AVAILABLE DATA START
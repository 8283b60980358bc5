//! Link between an external marketplace entity and its canonical record.

use sea_orm::ActiveModelBehavior;
use sea_orm::entity::prelude::*;
use sea_orm::prelude::DateTimeWithTimeZone;
use serde_json::Value as JsonValue;
use uuid::Uuid;

#[derive(Clone, Debug, PartialEq, DeriveEntityModel)]
#[sea_orm(table_name = "external_mappings")]
pub struct Model {
    #[sea_orm(primary_key, auto_increment = false)]
    pub id: Uuid,
    pub tenant_id: Uuid,
    pub connection_id: Uuid,
    /// `product` or `order`
    pub entity_type: String,
    /// Canonical record id; for products this doubles as the offer id
    pub internal_id: Option<Uuid>,
    pub external_id: String,
    pub external_sku: Option<String>,
    #[sea_orm(column_type = "JsonBinary")]
    pub external_data: Option<JsonValue>,
    /// Marketplace-side update timestamp of the last applied snapshot
    pub external_updated_at: Option<DateTimeWithTimeZone>,
    pub last_synced_at: Option<DateTimeWithTimeZone>,
    pub created_at: DateTimeWithTimeZone,
    pub updated_at: DateTimeWithTimeZone,
}

#[derive(Copy, Clone, Debug, EnumIter, DeriveRelation)]
pub enum Relation {
    #[sea_orm(
        belongs_to = "super::marketplace_connection::Entity",
        from = "Column::ConnectionId",
        to = "super::marketplace_connection::Column::Id"
    )]
    Connection,
}

impl Related<super::marketplace_connection::Entity> for Entity {
    fn to() -> RelationDef {
        Relation::Connection.def()
    }
}

impl ActiveModelBehavior for ActiveModel {}

pub const ENTITY_PRODUCT: &str = "product";
pub const ENTITY_ORDER: &str = "order";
AVAILABLE DATA END
EXERCISE GOAL -
With the line that contains "fn to() -> RelationDef" as the first and the final line of the data as the last, repeat every line in that span exactly.

EXERCISE SOLUTION -
    fn to() -> RelationDef {
        Relation::Connection.def()
    }
}

impl ActiveModelBehavior for ActiveModel {}

pub const ENTITY_PRODUCT: &str = "product";
pub const ENTITY_ORDER: &str = "order";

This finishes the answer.